新型コロナウイルスの感染が欧米各国に広がる中、ヨーロッパでイタリア、スペインに続いて死亡者の多いフランスで、厳しい状況が続いている。1月24日にフランス初の感染者が確認されて以来、4月7日時点で感染者は7万8167人、死亡者数は1万0328人にものぼっている。
「Nous sommes en guerre.(私たちは戦争状態にあります)」
エマニュエル・マクロン大統領は3月16日のテレビ演説で、このフレーズを合計6回も、カメラ目線で繰り返した。
3月17日以来、国民の外出は厳しく制限されている。生活必需品の買い物などの、必要不可欠な外出以外は禁止。外出時は毎回「特例証明書」を印刷して、外出の目的・自宅を出発した時間などを記入して持参しなければならない。散歩やジョギングは、自宅から1キロ以内で1時間以内とされ、違反者には最低135ユーロ(約1万6000円)の罰金が科せられる。対人距離は1メートル以上で、フランス人にとって友愛を示す挨拶の習慣のビズ(頬と頬をあわせるキス)や握手も厳禁だ。
レジス・アルノー氏が本日配信の「コロナで最も変わった国はフランスではないか」(2020年4月8日5時10分配信)で指摘しているように、フランス政府は当初、人の移動を制限したり、市民を追跡するシンガポールや韓国、台湾を非難。ところが、国民はこれらの国のどこよりも踏み込んで国内全土での外出禁止を強いられた。
閑散とするパリの春
パリは閑散としている。メトロ(地下鉄)やバスは大幅に減便された。ベルサイユ宮殿、ルーブル美術館などの観光スポット、セーヌ川の川岸やエッフェル塔の真下から広がるシャン・ド・マルス公園をはじめ、市内の公園は閉鎖されている。レストラン、カフェ、生活必需品を扱う店以外は休業し、託児所、小学校、中学校、高等学校、大学は休校が続く。

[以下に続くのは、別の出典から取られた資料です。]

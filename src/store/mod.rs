pub mod keys;
pub mod migrate;
pub mod operations;
pub mod trees;

use serde::de::DeserializeOwned;
use serde::Serialize;
use sled::Db;
use thiserror::Error;

#[derive(Debug)]
pub struct Store {
    db: Db,
    pub word_progress: sled::Tree,
    pub word_due_index: sled::Tree,
    pub daily_missions: sled::Tree,
    pub drill_cache: sled::Tree,
    pub study_plans: sled::Tree,
    pub meta: sled::Tree,
}

#[derive(Debug, Error)]
pub enum StoreError {
    #[error("sled error: {0}")]
    Sled(#[from] sled::Error),
    #[error("serialization error: {0}")]
    Serialization(#[from] serde_json::Error),
    #[error("not found: entity={entity}, key={key}")]
    NotFound { entity: String, key: String },
    #[error("validation error: {0}")]
    Validation(String),
    #[error("migration error at version {version}: {message}")]
    Migration { version: u32, message: String },
}

impl Store {
    pub fn open(sled_path: &str) -> Result<Self, StoreError> {
        let db = sled::open(sled_path)?;
        let word_progress = db.open_tree(trees::WORD_PROGRESS)?;
        let word_due_index = db.open_tree(trees::WORD_DUE_INDEX)?;
        let daily_missions = db.open_tree(trees::DAILY_MISSIONS)?;
        let drill_cache = db.open_tree(trees::DRILL_CACHE)?;
        let study_plans = db.open_tree(trees::STUDY_PLANS)?;
        let meta = db.open_tree(trees::META)?;

        Ok(Self {
            db,
            word_progress,
            word_due_index,
            daily_missions,
            drill_cache,
            study_plans,
            meta,
        })
    }

    pub fn run_migrations(&self) -> Result<(), StoreError> {
        migrate::run(self)
    }

    pub fn flush(&self) -> Result<(), StoreError> {
        self.db.flush()?;
        Ok(())
    }

    pub fn raw_db(&self) -> &Db {
        &self.db
    }

    pub(crate) fn serialize<T: Serialize>(value: &T) -> Result<Vec<u8>, StoreError> {
        Ok(serde_json::to_vec(value)?)
    }

    pub(crate) fn deserialize<T: DeserializeOwned>(bytes: &[u8]) -> Result<T, StoreError> {
        Ok(serde_json::from_slice(bytes)?)
    }
}
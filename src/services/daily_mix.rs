//! Composition of the per-day word list: the 40/30/30 blend, the plan-driven
//! split, and the persisted daily mission that makes repeated visits within
//! one calendar day idempotent.

use chrono::{NaiveDate, Utc};
use rand::seq::SliceRandom;
use std::collections::HashSet;

use crate::constants::{DEFAULT_DAILY_GOAL, MIX_DUE_RATIO, MIX_REFRESH_RATIO};
use crate::services::scheduler::{get_due_words, get_new_words, get_refresh_words};
use crate::store::operations::daily_missions::DailyMission;
use crate::store::operations::study_plans::StudyPlan;
use crate::store::operations::word_progress::WordStatus;
use crate::store::{Store, StoreError};

/// Blend of due, refresh, and new words sized to `target_count`: ceil(40%)
/// due, ceil(30%) refresh, the remainder new. Duplicates across buckets are
/// dropped, the union is shuffled, and the result never exceeds the target.
pub fn get_daily_word_mix(
    store: &Store,
    user_id: &str,
    all_words: &[String],
    target_count: usize,
    today: NaiveDate,
) -> Result<Vec<String>, StoreError> {
    let due_count = (target_count as f64 * MIX_DUE_RATIO).ceil() as usize;
    let due_words = get_due_words(store, user_id, due_count, today)?;

    let refresh_count = (target_count as f64 * MIX_REFRESH_RATIO).ceil() as usize;
    let refresh_words = get_refresh_words(store, user_id, refresh_count)?;

    let new_count = target_count
        .saturating_sub(due_words.len())
        .saturating_sub(refresh_words.len())
        .max(1);
    let new_words = get_new_words(store, user_id, all_words, new_count)?;

    Ok(combine_and_shuffle(
        [due_words, refresh_words, new_words],
        Some(target_count),
    ))
}

/// Plan-driven variant: the plan's review/new quotas replace the ratio split
/// and there is no refresh bucket.
pub fn get_daily_mix_for_plan(
    store: &Store,
    user_id: &str,
    all_words: &[String],
    plan: &StudyPlan,
    today: NaiveDate,
) -> Result<Vec<String>, StoreError> {
    let due_words = get_due_words(store, user_id, plan.review_words_per_day as usize, today)?;
    let new_words = get_new_words(store, user_id, all_words, plan.new_words_per_day as usize)?;

    Ok(combine_and_shuffle(
        [due_words, Vec::new(), new_words],
        None,
    ))
}

/// The mission for `today`, generated at most once per calendar day. A stored
/// mission with a non-empty word list is returned verbatim; anything else is
/// (re)composed and persisted with progress reset to zero. Two devices racing
/// on the same day resolve by last write wins.
pub fn daily_mission(
    store: &Store,
    user_id: &str,
    all_words: &[String],
    plan: Option<&StudyPlan>,
    today: NaiveDate,
) -> Result<DailyMission, StoreError> {
    if let Some(existing) = store.get_daily_mission(user_id, today)? {
        if !existing.words.is_empty() {
            return Ok(existing);
        }
    }

    let words = match plan {
        Some(plan) => get_daily_mix_for_plan(store, user_id, all_words, plan, today)?,
        None => get_daily_word_mix(
            store,
            user_id,
            all_words,
            DEFAULT_DAILY_GOAL as usize,
            today,
        )?,
    };

    tracing::info!(user_id, %today, count = words.len(), "Generated daily mission");

    let mission = DailyMission {
        user_id: user_id.to_string(),
        date: today,
        words,
        progress: 0,
        created_at: Utc::now(),
    };
    store.set_daily_mission(&mission)?;
    Ok(mission)
}

/// Recount how many of today's mission words are mastered and persist the
/// result. Mastering a word mid-day never removes it from the issued list.
pub fn refresh_mission_progress(
    store: &Store,
    user_id: &str,
    today: NaiveDate,
) -> Result<Option<DailyMission>, StoreError> {
    let Some(mut mission) = store.get_daily_mission(user_id, today)? else {
        return Ok(None);
    };

    let mastered = store
        .get_word_progress_batch(user_id, &mission.words)?
        .into_iter()
        .filter(|progress| progress.status == WordStatus::Mastered)
        .count() as u32;

    mission.progress = mastered;
    store.set_daily_mission(&mission)?;
    Ok(Some(mission))
}

fn combine_and_shuffle(buckets: [Vec<String>; 3], cap: Option<usize>) -> Vec<String> {
    let mut seen = HashSet::new();
    let mut combined: Vec<String> = buckets
        .into_iter()
        .flatten()
        .filter(|word| seen.insert(word.clone()))
        .collect();

    combined.shuffle(&mut rand::thread_rng());
    if let Some(cap) = cap {
        combined.truncate(cap);
    }
    combined
}
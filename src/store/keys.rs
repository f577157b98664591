use chrono::NaiveDate;

use crate::store::StoreError;

const DATE_FORMAT: &str = "%Y-%m-%d";

/// Key segments are joined with ':'. A segment containing the separator would
/// corrupt prefix scans, so reject it up front.
fn validate_segment(name: &str, value: &str) -> Result<(), StoreError> {
    if value.is_empty() {
        return Err(StoreError::Validation(format!("{} must not be empty", name)));
    }
    if value.contains(':') {
        return Err(StoreError::Validation(format!(
            "{} must not contain ':': {}",
            name, value
        )));
    }
    Ok(())
}

fn format_date(date: NaiveDate) -> String {
    date.format(DATE_FORMAT).to_string()
}

pub fn parse_date(raw: &str) -> Option<NaiveDate> {
    NaiveDate::parse_from_str(raw, DATE_FORMAT).ok()
}

pub fn word_progress_key(user_id: &str, word: &str) -> Result<String, StoreError> {
    validate_segment("user_id", user_id)?;
    validate_segment("word", word)?;
    Ok(format!("{}:{}", user_id, word.to_lowercase()))
}

pub fn word_progress_prefix(user_id: &str) -> Result<String, StoreError> {
    validate_segment("user_id", user_id)?;
    Ok(format!("{}:", user_id))
}

/// Due-index keys order lexicographically by ISO date, which is also
/// chronological order, so a prefix scan walks soonest-due first.
pub fn word_due_index_key(
    user_id: &str,
    due_date: NaiveDate,
    word: &str,
) -> Result<String, StoreError> {
    validate_segment("user_id", user_id)?;
    validate_segment("word", word)?;
    Ok(format!(
        "{}:{}:{}",
        user_id,
        format_date(due_date),
        word.to_lowercase()
    ))
}

pub fn word_due_index_prefix(user_id: &str) -> Result<String, StoreError> {
    validate_segment("user_id", user_id)?;
    Ok(format!("{}:", user_id))
}

pub fn parse_due_index_key(key: &[u8]) -> Option<(NaiveDate, String)> {
    let text = std::str::from_utf8(key).ok()?;
    let mut parts = text.splitn(3, ':');
    let _user_id = parts.next()?;
    let date = parse_date(parts.next()?)?;
    let word = parts.next()?;
    Some((date, word.to_string()))
}

pub fn daily_mission_key(user_id: &str, date: NaiveDate) -> Result<String, StoreError> {
    validate_segment("user_id", user_id)?;
    Ok(format!("{}:{}", user_id, format_date(date)))
}

/// Drill cache keys put the date before the word so a per-user scan yields
/// entries oldest-day-first and a (user, day) prefix selects one day's rows.
pub fn drill_cache_key(
    user_id: &str,
    date: NaiveDate,
    word: &str,
) -> Result<String, StoreError> {
    validate_segment("user_id", user_id)?;
    validate_segment("word", word)?;
    Ok(format!(
        "{}:{}:{}",
        user_id,
        format_date(date),
        word.to_lowercase()
    ))
}

pub fn drill_cache_prefix(user_id: &str) -> Result<String, StoreError> {
    validate_segment("user_id", user_id)?;
    Ok(format!("{}:", user_id))
}

pub fn drill_cache_day_prefix(user_id: &str, date: NaiveDate) -> Result<String, StoreError> {
    validate_segment("user_id", user_id)?;
    Ok(format!("{}:{}:", user_id, format_date(date)))
}

pub fn parse_drill_cache_key(key: &[u8]) -> Option<(String, NaiveDate, String)> {
    let text = std::str::from_utf8(key).ok()?;
    let mut parts = text.splitn(3, ':');
    let user_id = parts.next()?;
    let date = parse_date(parts.next()?)?;
    let word = parts.next()?;
    Some((user_id.to_string(), date, word.to_string()))
}

pub fn study_plan_key(user_id: &str) -> Result<String, StoreError> {
    validate_segment("user_id", user_id)?;
    Ok(user_id.to_string())
}

#[cfg(test)]
mod tests {
    use super::*;

    fn date(y: i32, m: u32, d: u32) -> NaiveDate {
        NaiveDate::from_ymd_opt(y, m, d).unwrap()
    }

    #[test]
    fn word_progress_key_is_case_insensitive() {
        let a = word_progress_key("u1", "Alacrity").unwrap();
        let b = word_progress_key("u1", "alacrity").unwrap();
        assert_eq!(a, b);
    }

    #[test]
    fn due_index_orders_by_date_asc() {
        let earlier = word_due_index_key("u1", date(2026, 3, 9), "bane").unwrap();
        let later = word_due_index_key("u1", date(2026, 3, 10), "bane").unwrap();
        assert!(earlier < later);
    }

    #[test]
    fn due_index_key_round_trips() {
        let key = word_due_index_key("u1", date(2026, 3, 9), "Bane").unwrap();
        let (parsed_date, word) = parse_due_index_key(key.as_bytes()).unwrap();
        assert_eq!(parsed_date, date(2026, 3, 9));
        assert_eq!(word, "bane");
    }

    #[test]
    fn drill_cache_key_round_trips() {
        let key = drill_cache_key("u1", date(2026, 1, 2), "Ephemeral").unwrap();
        let (user, parsed_date, word) = parse_drill_cache_key(key.as_bytes()).unwrap();
        assert_eq!(user, "u1");
        assert_eq!(parsed_date, date(2026, 1, 2));
        assert_eq!(word, "ephemeral");
    }

    #[test]
    fn separator_in_segment_is_rejected() {
        assert!(word_progress_key("u:1", "word").is_err());
        assert!(word_progress_key("u1", "").is_err());
    }
}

例年であれば、今は春のイースター(感謝祭)を家族で祝う楽しいシーズンのはずだった。現地で生活する人々は、どうしているだろう。人々に話を聞くと、厳しい状況とともに、国民が一丸となって団結し、助け合いながら危機を乗り越えようとする「solidarité(ソリダリテ)」の精神があった。